//! Core types and traits for the sieve filter chain.
//!
//! This crate provides the foundational types used by sieve:
//! - [`Request`] - forward-flowing text, rewritten by each filter in turn
//! - [`Response`] - backward-flowing text, annotated on the way back out
//! - [`Filter`] - the single capability every chain step implements
//! - [`FilterChain`] - ordered executor of filters, itself a [`Filter`]
//! - [`FilterFn`] and [`filter_fn`] - closure adapter for ad-hoc filters
//! - [`Error`] and [`Result`] - Error handling
//! - [`from_json`] - JSON deserialization with path-aware errors
//!
//! # Example
//!
//! ```
//! use sieve_core::{FilterChain, Request, Response, filter_fn};
//!
//! let mut chain = FilterChain::new();
//! chain.add_filter(filter_fn(|request, response, chain| {
//!     request.set_text(request.text().to_uppercase());
//!     chain.advance(request, response, chain)?;
//!     response.append("-upper");
//!     Ok(())
//! }));
//!
//! let mut request = Request::new("hello");
//! let mut response = Response::new("response:");
//! chain.run(&mut request, &mut response)?;
//!
//! assert_eq!(request.text(), "HELLO");
//! assert_eq!(response.text(), "response:-upper");
//! # Ok::<(), sieve_core::Error>(())
//! ```

mod chain;
mod error;
mod filter;
mod json;
mod message;
pub mod prelude;

pub use chain::FilterChain;
pub use error::{Error, Result};
pub use filter::{Filter, FilterFn, filter_fn};
pub use json::from_json;
pub use message::{Request, Response};
//! The filter capability.
//!
//! A [`Filter`] is one step of a [`FilterChain`]. Each step has a "before" hook
//! and an "after" hook around the rest of the chain:
//!
//! ```text
//! process(request, response, chain)
//!   ├─ rewrite request            (forward, registration order)
//!   ├─ chain.advance(...)         (runs every downstream filter)
//!   └─ annotate response          (backward, reverse registration order)
//! ```
//!
//! Skipping the `advance` call short-circuits the chain: no downstream filter
//! runs.

use std::fmt;

use crate::{FilterChain, Request, Response, Result};

/// A single step of a [`FilterChain`].
///
/// # Example
///
/// ```
/// use sieve_core::{Filter, FilterChain, Request, Response, Result};
///
/// struct Shout;
///
/// impl Filter for Shout {
///     fn process(
///         &self,
///         request: &mut Request,
///         response: &mut Response,
///         chain: &FilterChain,
///     ) -> Result<()> {
///         request.append("!");
///         chain.advance(request, response, chain)?;
///         response.append("---Shout()");
///         Ok(())
///     }
/// }
/// ```
pub trait Filter {
    /// Process the request, continue the chain, then annotate the response.
    ///
    /// `chain` is the continuation handle: call
    /// `chain.advance(request, response, chain)` to run the next step.
    fn process(
        &self,
        request: &mut Request,
        response: &mut Response,
        chain: &FilterChain,
    ) -> Result<()>;

    /// Name used in diagnostics and errors.
    fn name(&self) -> &str {
        let full = std::any::type_name::<Self>();
        full.rsplit("::").next().unwrap_or(full)
    }
}

impl<F: Filter + ?Sized> Filter for Box<F> {
    fn process(
        &self,
        request: &mut Request,
        response: &mut Response,
        chain: &FilterChain,
    ) -> Result<()> {
        (**self).process(request, response, chain)
    }

    fn name(&self) -> &str {
        (**self).name()
    }
}

/// Filter built from a closure, see [`filter_fn`].
pub struct FilterFn<F> {
    name: String,
    f: F,
}

/// Create a [`Filter`] from a closure.
///
/// The closure receives the same arguments as [`Filter::process`].
///
/// # Example
///
/// ```
/// use sieve_core::filter_fn;
///
/// // Short-circuits: never calls `advance`
/// let stop = filter_fn(|_request, response, _chain| {
///     response.append("---stopped");
///     Ok(())
/// });
/// ```
pub fn filter_fn<F>(f: F) -> FilterFn<F>
where
    F: Fn(&mut Request, &mut Response, &FilterChain) -> Result<()>,
{
    FilterFn {
        name: "filter_fn".to_string(),
        f,
    }
}

impl<F> FilterFn<F> {
    /// Sets the name reported by [`Filter::name`].
    #[must_use]
    pub fn named(mut self, name: impl Into<String>) -> Self {
        self.name = name.into();
        self
    }
}

impl<F> fmt::Debug for FilterFn<F> {
    fn fmt(&self, f: &mut fmt::Formatter<'_>) -> fmt::Result {
        f.debug_struct("FilterFn").field("name", &self.name).finish_non_exhaustive()
    }
}

impl<F> Filter for FilterFn<F>
where
    F: Fn(&mut Request, &mut Response, &FilterChain) -> Result<()>,
{
    fn process(
        &self,
        request: &mut Request,
        response: &mut Response,
        chain: &FilterChain,
    ) -> Result<()> {
        (self.f)(request, response, chain)
    }

    fn name(&self) -> &str {
        &self.name
    }
}

#[cfg(test)]
mod tests {
    use super::*;

    struct Plain;

    impl Filter for Plain {
        fn process(
            &self,
            request: &mut Request,
            response: &mut Response,
            chain: &FilterChain,
        ) -> Result<()> {
            chain.advance(request, response, chain)
        }
    }

    #[test]
    fn default_name_is_type_name() {
        assert_eq!(Plain.name(), "Plain");
        assert_eq!(Box::new(Plain).name(), "Plain");
    }

    #[test]
    fn filter_fn_name() {
        let f = filter_fn(|_, _, _| Ok(()));
        assert_eq!(f.name(), "filter_fn");

        let f = f.named("noop");
        assert_eq!(f.name(), "noop");
        assert_eq!(format!("{f:?}"), r#"FilterFn { name: "noop", .. }"#);
    }
}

────────

Task requirements: Where a line in the records above contains the string "Plain", return that line.

Solved exercise:
    struct Plain;
    impl Filter for Plain {
        assert_eq!(Plain.name(), "Plain");
        assert_eq!(Box::new(Plain).name(), "Plain");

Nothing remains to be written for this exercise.